|What's up in Space|| |
June 26, 2009
VOLCANIC PLUME: An enormous plume of sulfur dioxide (SO2) blasted into the stratosphere by Russia's Sarychev Peak volcano on June 12th is circumnavigating the globe at northern latitudes. Check out this movie made by the GOME-2 sensor onboard Europe's MetOp-A satellite. SO2 is drifting across the North Atlantic and appears poised to reach Europe over the next 48 hours. Sky watchers there should be alert for volcanic sunsets.
VOLCANIC SUNSET: On June 22nd, photographer Brian Whittaker was flying 35,000 feet above Nunavut, Canada, when he witnessed "the most spectacular sunset that I have ever seen," he says. "The giant volcanic cloud from Russia's Sarychev Peak [see below] was illuminated by the arctic sun--and this completely transformed the landscape. For a moment, I thought I was on Mars."

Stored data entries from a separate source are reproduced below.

use std::collections::{BTreeMap, VecDeque};
use std::io;
use std::net::{SocketAddr, SocketAddrV6};

use bytes::{Buf, BufMut};
use thiserror::Error;

use super::clock::{Clock, SystemClock};
use super::config::DiscoveryConfig;
use super::message::MessageType;
use super::protocol::{APP_IDENTIFIER, PROTOCOL_REVISION};
use super::transport::{Transport, UdpTransport};

pub const BEACON_SIZE: usize = 6;

#[derive(Debug, Clone, Copy, PartialEq, Eq, Error)]
pub enum BeaconError {
    #[error("beacon too short: {0} bytes")]
    TooShort(usize),
    #[error("not a discovery beacon (type {0})")]
    WrongType(u8),
    #[error("foreign application identifier {0:#010x}")]
    ForeignApplication(u32),
    #[error("protocol revision {found}, expected {expected}")]
    RevisionMismatch { found: u8, expected: u8 },
}

pub fn write_beacon<B: BufMut>(buf: &mut B) {
    buf.put_u8(MessageType::Discovery as u8);
    buf.put_u32(APP_IDENTIFIER);
    buf.put_u8(PROTOCOL_REVISION);
}

pub fn read_beacon(mut data: &[u8]) -> Result<(), BeaconError> {
    if data.len() < BEACON_SIZE {
        return Err(BeaconError::TooShort(data.len()));
    }

    let ty = data.get_u8();
    if ty != MessageType::Discovery as u8 {
        return Err(BeaconError::WrongType(ty));
    }

    let app = data.get_u32();
    if app != APP_IDENTIFIER {
        return Err(BeaconError::ForeignApplication(app));
    }

    let revision = data.get_u8();
    if revision != PROTOCOL_REVISION {
        return Err(BeaconError::RevisionMismatch {
            found: revision,
            expected: PROTOCOL_REVISION,
        });
    }

    Ok(())
}

/// Periodically multicasts a beacon from the game socket, so the beacon's
/// source address is the address clients connect to.
#[derive(Debug, Clone)]
pub struct ServerAnnouncer {
    target: SocketAddr,
    interval_ms: u64,
    last_sent_ms: Option<u64>,
}

impl ServerAnnouncer {
    pub fn new(config: &DiscoveryConfig) -> Self {
        Self {
            target: SocketAddr::V6(SocketAddrV6::new(config.group, config.port, 0, 0)),
            interval_ms: config.beacon_interval_ms(),
            last_sent_ms: None,
        }
    }

    pub fn target(&self) -> SocketAddr {
        self.target
    }

    pub fn is_due(&self, now_ms: u64) -> bool {
        self.last_sent_ms
            .is_none_or(|last| now_ms.saturating_sub(last) >= self.interval_ms)
    }

    /// Sends a beacon if one is due. Returns whether one was sent.
    pub fn announce<T: Transport>(&mut self, transport: &mut T, now_ms: u64) -> io::Result<bool> {
        if !self.is_due(now_ms) {
            return Ok(false);
        }

        let mut beacon = Vec::with_capacity(BEACON_SIZE);
        write_beacon(&mut beacon);
        self.last_sent_ms = Some(now_ms);
        transport.send_to(&beacon, self.target)?;
        Ok(true)
    }
}

#[derive(Debug, Clone, Copy, PartialEq, Eq)]
pub struct ServerInfo {
    pub end_point: SocketAddr,
    pub last_seen_ms: u64,
}

#[derive(Debug, Clone, Copy, PartialEq, Eq)]
pub enum DiscoveryEvent {
    Discovered(SocketAddr),
    Shutdown(SocketAddr),
}

/// Listens for server beacons and keeps the list of live servers.
pub struct ServerDiscovery<T = UdpTransport, C = SystemClock> {
    transport: T,
    clock: C,
    timeout_ms: u64,
    servers: BTreeMap<SocketAddr, ServerInfo>,
    events: VecDeque<DiscoveryEvent>,
    buffer: [u8; 64],
}

impl ServerDiscovery {
    pub fn bind(config: &DiscoveryConfig) -> io::Result<Self> {
        let transport = UdpTransport::bind_multicast(config.group, config.port)?;
        log::info!(
            "Listening for servers on [{}]:{}",
            config.group,
            config.port
        );
        Ok(Self::with_transport(transport, SystemClock::new(), config))
    }
}

impl<T: Transport, C: Clock> ServerDiscovery<T, C> {
    pub fn with_transport(transport: T, clock: C, config: &DiscoveryConfig) -> Self {
        Self {
            transport,
            clock,
            timeout_ms: config.server_timeout_ms(),
            servers: BTreeMap::new(),
            events: VecDeque::new(),
            buffer: [0u8; 64],
        }
    }

    pub fn update(&mut self) {
        loop {
            match self.transport.try_receive(&mut self.buffer) {
                Ok(Some((size, from))) => self.handle_beacon(size, from),
                Ok(None) => break,
                Err(e) => {
                    log::error!("Discovery socket error: {e}");
                    break;
                }
            }
        }

        let now = self.clock.now_ms();
        let timeout = self.timeout_ms;
        let expired: Vec<SocketAddr> = self
            .servers
            .values()
            .filter(|info| now.saturating_sub(info.last_seen_ms) > timeout)
            .map(|info| info.end_point)
            .collect();

        for end_point in expired {
            log::info!("Server {end_point} stopped announcing");
            self.servers.remove(&end_point);
            self.events.push_back(DiscoveryEvent::Shutdown(end_point));
        }
    }

    fn handle_beacon(&mut self, size: usize, from: SocketAddr) {
        if let Err(e) = read_beacon(&self.buffer[..size]) {
            log::warn!("Ignoring beacon from {from}: {e}");
            return;
        }

        let now = self.clock.now_ms();
        match self.servers.get_mut(&from) {
            Some(info) => info.last_seen_ms = now,
            None => {
                log::info!("Discovered server {from}");
                self.servers.insert(
                    from,
                    ServerInfo {
                        end_point: from,
                        last_seen_ms: now,
                    },
                );
                self.events.push_back(DiscoveryEvent::Discovered(from));
            }
        }
    }

    pub fn servers(&self) -> impl Iterator<Item = &ServerInfo> {
        self.servers.values()
    }

    pub fn server_count(&self) -> usize {
        self.servers.len()
    }

    pub fn drain_events(&mut self) -> impl Iterator<Item = DiscoveryEvent> + '_ {
        self.events.drain(..)
    }
}

#[cfg(test)]
mod tests {
    use super::*;
    use crate::net::clock::ManualClock;
    use crate::net::simulator::{MemoryNetwork, MemoryTransport};

    fn listen_addr() -> SocketAddr {
        SocketAddr::from(([10, 0, 0, 100], 27016))
    }

    fn server_addr(n: u8) -> SocketAddr {
        SocketAddr::from(([10, 0, 0, n], 27015))
    }

    fn beacon() -> Vec<u8> {
        let mut buf = Vec::new();
        write_beacon(&mut buf);
        buf
    }

    fn setup() -> (
        MemoryNetwork,
        ManualClock,
        ServerDiscovery<MemoryTransport, ManualClock>,
    ) {
        let network = MemoryNetwork::new();
        let clock = ManualClock::new(0);
        let discovery = ServerDiscovery::with_transport(
            network.endpoint(listen_addr()),
            clock.clone(),
            &DiscoveryConfig::default(),
        );
        (network, clock, discovery)
    }

    #[test]
    fn test_beacon_layout() {
        assert_eq!(beacon(), vec![200u8, 0x53, 0x4B, 0x52, 0x4D, PROTOCOL_REVISION]);
        assert_eq!(read_beacon(&beacon()), Ok(()));
    }

    #[test]
    fn test_rejects_bad_beacons() {
        let mut wrong_type = beacon();
        wrong_type[0] = 1;
        assert_eq!(read_beacon(&wrong_type), Err(BeaconError::WrongType(1)));

        let mut foreign = beacon();
        foreign[1] = 0;
        assert!(matches!(
            read_beacon(&foreign),
            Err(BeaconError::ForeignApplication(_))
        ));

        let mut revision = beacon();
        revision[5] = PROTOCOL_REVISION + 1;
        assert!(matches!(
            read_beacon(&revision),
            Err(BeaconError::RevisionMismatch { .. })
        ));

        assert_eq!(read_beacon(&[200, 0]), Err(BeaconError::TooShort(2)));
    }

    #[test]
    fn test_discovers_each_server_once() {
        let (network, clock, mut discovery) = setup();
        network.inject(server_addr(1), listen_addr(), &beacon());
        network.inject(server_addr(1), listen_addr(), &beacon());
        discovery.update();

        clock.advance(100);
        network.inject(server_addr(1), listen_addr(), &beacon());
        network.inject(server_addr(2), listen_addr(), &beacon());
        discovery.update();

        let events: Vec<_> = discovery.drain_events().collect();
        assert_eq!(
            events,
            vec![
                DiscoveryEvent::Discovered(server_addr(1)),
                DiscoveryEvent::Discovered(server_addr(2)),
            ]
        );
        let seen: Vec<u64> = discovery.servers().map(|s| s.last_seen_ms).collect();
        assert_eq!(seen, vec![100, 100]);
    }

    #[test]
    fn test_invalid_beacons_are_not_listed() {
        let (network, _clock, mut discovery) = setup();
        let mut foreign = beacon();
        foreign[2] = 0;
        network.inject(server_addr(1), listen_addr(), &foreign);
        network.inject(server_addr(2), listen_addr(), &[200]);
        discovery.update();

        assert_eq!(discovery.server_count(), 0);
        assert_eq!(discovery.drain_events().count(), 0);
    }

    #[test]
    fn test_silent_server_shuts_down_once() {
        let (network, clock, mut discovery) = setup();
        let timeout = DiscoveryConfig::default().server_timeout_ms();

        network.inject(server_addr(1), listen_addr(), &beacon());
        discovery.update();
        discovery.drain_events().for_each(drop);

        clock.advance(timeout);
        discovery.update();
        assert_eq!(discovery.server_count(), 1);

        clock.advance(1);
        discovery.update();
        discovery.update();
        let events: Vec<_> = discovery.drain_events().collect();
        assert_eq!(events, vec![DiscoveryEvent::Shutdown(server_addr(1))]);
        assert_eq!(discovery.server_count(), 0);
    }

    #[test]
    fn test_late_beacon_refreshes_before_threshold() {
        let (network, clock, mut discovery) = setup();
        let timeout = DiscoveryConfig::default().server_timeout_ms();

        network.inject(server_addr(1), listen_addr(), &beacon());
        discovery.update();

        clock.advance(timeout - 1);
        network.inject(server_addr(1), listen_addr(), &beacon());
        discovery.update();

        clock.advance(2);
        discovery.update();
        assert_eq!(discovery.server_count(), 1);
        let events: Vec<_> = discovery.drain_events().collect();
        assert_eq!(events, vec![DiscoveryEvent::Discovered(server_addr(1))]);
    }

    #[test]
    fn test_announcer_respects_interval() {
        let network = MemoryNetwork::new();
        let config = DiscoveryConfig::default();
        let mut announcer = ServerAnnouncer::new(&config);
        let mut transport = network.endpoint(server_addr(1));
        let _listener = network.endpoint(announcer.target());

        assert!(announcer.announce(&mut transport, 0).unwrap());
        assert!(!announcer.announce(&mut transport, 4_999).unwrap());
        assert!(announcer.announce(&mut transport, 5_000).unwrap());
        assert_eq!(network.pending(announcer.target()), 2);
    }
}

This was the view from the window seat:
"All the curtains were drawn so that people could sleep which is very normal," notes Whittaker. "It is possible that very few people have seen this despite all the potential observers!"
Whittaker's airplane traveled all the way from British Columbia to Europe, so he got a good long look at the cloud. "It stretched for more than 4,000 kilometers. Will it reach Europe?" he wonders. Stay tuned for updates.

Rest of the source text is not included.